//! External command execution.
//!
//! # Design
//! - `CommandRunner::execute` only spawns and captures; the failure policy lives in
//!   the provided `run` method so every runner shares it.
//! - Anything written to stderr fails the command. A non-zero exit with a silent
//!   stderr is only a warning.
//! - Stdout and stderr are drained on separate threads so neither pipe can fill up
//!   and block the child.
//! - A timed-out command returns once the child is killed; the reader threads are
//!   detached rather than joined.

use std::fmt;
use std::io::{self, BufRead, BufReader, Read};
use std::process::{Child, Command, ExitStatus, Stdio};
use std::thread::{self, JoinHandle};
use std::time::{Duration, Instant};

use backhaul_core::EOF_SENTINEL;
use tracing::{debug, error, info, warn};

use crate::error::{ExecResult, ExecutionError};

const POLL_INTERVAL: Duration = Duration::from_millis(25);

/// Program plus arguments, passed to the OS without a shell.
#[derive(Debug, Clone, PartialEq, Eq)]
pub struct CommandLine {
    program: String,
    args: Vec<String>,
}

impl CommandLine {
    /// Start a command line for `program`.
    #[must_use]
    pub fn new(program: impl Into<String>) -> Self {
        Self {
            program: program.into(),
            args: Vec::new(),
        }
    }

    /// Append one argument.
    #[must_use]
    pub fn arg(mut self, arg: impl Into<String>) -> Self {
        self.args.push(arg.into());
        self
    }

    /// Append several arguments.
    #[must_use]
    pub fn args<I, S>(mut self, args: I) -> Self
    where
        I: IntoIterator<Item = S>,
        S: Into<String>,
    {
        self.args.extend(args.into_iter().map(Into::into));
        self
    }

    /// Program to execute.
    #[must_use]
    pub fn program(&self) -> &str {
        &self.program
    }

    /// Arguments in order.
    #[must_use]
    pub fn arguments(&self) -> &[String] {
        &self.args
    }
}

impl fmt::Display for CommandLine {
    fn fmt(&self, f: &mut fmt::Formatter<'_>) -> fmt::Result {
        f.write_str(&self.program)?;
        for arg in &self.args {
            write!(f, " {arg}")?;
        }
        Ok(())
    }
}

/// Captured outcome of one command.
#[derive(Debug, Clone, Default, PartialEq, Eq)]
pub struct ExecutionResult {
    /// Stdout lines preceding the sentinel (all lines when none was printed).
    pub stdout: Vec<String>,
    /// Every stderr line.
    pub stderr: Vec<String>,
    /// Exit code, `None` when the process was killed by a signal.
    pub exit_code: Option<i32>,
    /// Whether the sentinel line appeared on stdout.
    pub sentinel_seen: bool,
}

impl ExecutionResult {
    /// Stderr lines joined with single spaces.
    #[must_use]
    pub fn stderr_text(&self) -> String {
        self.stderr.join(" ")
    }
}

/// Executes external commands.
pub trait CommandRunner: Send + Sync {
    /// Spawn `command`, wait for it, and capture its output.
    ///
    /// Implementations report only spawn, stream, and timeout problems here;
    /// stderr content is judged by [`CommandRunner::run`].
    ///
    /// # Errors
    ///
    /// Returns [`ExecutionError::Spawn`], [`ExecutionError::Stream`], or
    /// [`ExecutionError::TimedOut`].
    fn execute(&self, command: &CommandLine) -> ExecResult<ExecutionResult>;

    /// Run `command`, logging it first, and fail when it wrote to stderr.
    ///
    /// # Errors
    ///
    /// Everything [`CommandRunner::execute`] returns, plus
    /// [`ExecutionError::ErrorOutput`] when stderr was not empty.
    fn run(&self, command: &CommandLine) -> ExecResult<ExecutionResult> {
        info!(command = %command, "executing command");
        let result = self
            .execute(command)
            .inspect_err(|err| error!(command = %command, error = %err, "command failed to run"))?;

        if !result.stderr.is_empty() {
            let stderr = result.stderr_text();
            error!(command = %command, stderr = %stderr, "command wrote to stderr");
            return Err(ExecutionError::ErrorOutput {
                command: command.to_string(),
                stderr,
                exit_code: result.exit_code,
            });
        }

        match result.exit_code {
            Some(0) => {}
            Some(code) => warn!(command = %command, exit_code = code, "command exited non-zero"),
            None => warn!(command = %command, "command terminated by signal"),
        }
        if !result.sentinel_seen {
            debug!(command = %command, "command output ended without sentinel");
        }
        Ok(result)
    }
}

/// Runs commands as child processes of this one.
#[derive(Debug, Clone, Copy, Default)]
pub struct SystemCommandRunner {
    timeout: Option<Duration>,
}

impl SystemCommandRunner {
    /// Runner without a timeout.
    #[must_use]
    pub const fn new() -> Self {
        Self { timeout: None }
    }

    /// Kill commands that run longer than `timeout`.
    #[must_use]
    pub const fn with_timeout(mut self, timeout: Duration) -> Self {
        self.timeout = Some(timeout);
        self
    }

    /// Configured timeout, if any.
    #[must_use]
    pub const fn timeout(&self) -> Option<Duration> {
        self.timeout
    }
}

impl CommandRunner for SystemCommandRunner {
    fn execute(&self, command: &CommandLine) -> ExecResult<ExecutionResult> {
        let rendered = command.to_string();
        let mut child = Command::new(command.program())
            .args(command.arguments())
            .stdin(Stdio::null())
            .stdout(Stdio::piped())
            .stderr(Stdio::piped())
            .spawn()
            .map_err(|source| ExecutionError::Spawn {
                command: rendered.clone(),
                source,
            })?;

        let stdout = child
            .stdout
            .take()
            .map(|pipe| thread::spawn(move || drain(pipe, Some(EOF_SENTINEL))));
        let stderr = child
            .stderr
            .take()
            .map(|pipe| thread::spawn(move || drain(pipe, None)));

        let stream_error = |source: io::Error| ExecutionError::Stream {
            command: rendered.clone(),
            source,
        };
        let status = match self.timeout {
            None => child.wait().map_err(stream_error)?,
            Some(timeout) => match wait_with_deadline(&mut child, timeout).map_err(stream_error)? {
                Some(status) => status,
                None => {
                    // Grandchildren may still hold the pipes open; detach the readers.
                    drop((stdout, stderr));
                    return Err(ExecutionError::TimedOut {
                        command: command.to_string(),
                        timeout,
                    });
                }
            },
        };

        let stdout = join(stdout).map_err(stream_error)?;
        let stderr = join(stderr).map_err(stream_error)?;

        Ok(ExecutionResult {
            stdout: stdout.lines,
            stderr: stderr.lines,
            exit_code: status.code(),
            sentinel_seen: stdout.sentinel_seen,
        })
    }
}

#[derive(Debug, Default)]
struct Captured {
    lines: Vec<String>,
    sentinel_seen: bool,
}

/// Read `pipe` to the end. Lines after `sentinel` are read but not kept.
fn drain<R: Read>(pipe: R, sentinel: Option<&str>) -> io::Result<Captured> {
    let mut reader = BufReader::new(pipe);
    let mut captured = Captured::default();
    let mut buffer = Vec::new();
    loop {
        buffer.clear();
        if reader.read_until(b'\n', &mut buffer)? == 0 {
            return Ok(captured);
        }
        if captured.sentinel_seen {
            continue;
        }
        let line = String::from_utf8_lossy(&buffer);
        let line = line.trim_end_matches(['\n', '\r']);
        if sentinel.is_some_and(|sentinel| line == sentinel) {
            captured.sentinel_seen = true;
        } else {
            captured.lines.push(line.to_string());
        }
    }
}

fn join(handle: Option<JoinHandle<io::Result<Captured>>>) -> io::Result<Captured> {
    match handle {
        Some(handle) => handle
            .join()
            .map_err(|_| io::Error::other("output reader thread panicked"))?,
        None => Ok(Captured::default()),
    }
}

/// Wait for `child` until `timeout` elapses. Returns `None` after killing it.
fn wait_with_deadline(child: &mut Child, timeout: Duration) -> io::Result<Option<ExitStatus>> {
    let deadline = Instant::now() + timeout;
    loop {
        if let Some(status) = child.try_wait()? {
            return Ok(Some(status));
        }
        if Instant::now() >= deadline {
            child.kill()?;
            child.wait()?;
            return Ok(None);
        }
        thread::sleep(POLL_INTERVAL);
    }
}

==

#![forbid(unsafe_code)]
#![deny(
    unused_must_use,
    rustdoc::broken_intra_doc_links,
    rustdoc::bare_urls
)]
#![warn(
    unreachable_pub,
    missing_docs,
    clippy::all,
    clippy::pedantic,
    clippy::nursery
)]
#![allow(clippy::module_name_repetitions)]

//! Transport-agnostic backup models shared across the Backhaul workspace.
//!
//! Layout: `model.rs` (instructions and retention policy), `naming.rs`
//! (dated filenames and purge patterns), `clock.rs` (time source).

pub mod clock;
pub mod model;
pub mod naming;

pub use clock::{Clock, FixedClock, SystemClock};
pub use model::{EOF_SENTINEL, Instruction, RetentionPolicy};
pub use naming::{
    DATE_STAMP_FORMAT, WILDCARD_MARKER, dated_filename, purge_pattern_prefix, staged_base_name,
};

* * *

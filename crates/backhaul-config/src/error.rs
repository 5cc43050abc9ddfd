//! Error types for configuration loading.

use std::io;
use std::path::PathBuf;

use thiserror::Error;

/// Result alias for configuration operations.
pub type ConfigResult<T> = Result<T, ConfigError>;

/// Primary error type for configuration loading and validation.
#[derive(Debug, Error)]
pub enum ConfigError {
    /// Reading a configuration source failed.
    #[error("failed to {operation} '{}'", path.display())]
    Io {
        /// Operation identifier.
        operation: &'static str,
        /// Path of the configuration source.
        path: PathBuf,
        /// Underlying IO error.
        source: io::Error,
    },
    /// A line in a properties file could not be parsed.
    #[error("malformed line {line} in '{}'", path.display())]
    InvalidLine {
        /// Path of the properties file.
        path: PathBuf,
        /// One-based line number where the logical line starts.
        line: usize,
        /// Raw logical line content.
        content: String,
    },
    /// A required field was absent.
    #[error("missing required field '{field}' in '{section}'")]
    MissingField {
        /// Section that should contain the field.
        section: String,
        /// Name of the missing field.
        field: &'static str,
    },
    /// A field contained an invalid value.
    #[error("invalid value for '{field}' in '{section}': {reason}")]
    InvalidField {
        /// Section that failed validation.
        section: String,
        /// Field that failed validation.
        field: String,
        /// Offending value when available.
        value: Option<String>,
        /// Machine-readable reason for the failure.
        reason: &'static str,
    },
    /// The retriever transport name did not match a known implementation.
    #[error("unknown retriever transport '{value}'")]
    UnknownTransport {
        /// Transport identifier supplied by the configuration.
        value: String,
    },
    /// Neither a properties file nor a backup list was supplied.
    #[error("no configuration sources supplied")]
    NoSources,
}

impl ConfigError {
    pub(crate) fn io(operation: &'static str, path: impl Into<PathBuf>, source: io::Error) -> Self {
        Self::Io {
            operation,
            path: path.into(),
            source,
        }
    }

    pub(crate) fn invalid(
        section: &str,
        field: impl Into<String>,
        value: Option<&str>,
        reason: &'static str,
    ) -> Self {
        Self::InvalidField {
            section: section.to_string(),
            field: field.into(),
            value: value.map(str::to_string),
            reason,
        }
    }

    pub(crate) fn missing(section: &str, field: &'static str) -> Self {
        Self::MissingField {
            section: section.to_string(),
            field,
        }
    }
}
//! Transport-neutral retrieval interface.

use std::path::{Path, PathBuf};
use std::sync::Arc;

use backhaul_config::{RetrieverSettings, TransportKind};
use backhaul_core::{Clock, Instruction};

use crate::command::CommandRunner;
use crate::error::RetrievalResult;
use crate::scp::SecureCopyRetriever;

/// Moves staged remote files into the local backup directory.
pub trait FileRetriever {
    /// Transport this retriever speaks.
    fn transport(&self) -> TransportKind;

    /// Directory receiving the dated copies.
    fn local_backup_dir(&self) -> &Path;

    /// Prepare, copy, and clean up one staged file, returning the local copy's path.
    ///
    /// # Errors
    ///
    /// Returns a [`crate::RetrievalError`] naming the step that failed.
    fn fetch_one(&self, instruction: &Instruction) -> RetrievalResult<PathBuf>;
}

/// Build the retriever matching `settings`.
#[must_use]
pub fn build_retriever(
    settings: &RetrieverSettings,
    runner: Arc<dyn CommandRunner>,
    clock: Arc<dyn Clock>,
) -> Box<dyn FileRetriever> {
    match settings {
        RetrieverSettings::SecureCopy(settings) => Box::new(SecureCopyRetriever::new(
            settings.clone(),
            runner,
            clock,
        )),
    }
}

Work required. For every line in the listing above that mentions the word "when", make a copy.

Solution to the problem.
    /// Stdout lines preceding the sentinel (all lines when none was printed).
    /// Exit code, `None` when the process was killed by a signal.
    /// Run `command`, logging it first, and fail when it wrote to stderr.
    /// [`ExecutionError::ErrorOutput`] when stderr was not empty.
        /// Offending value when available.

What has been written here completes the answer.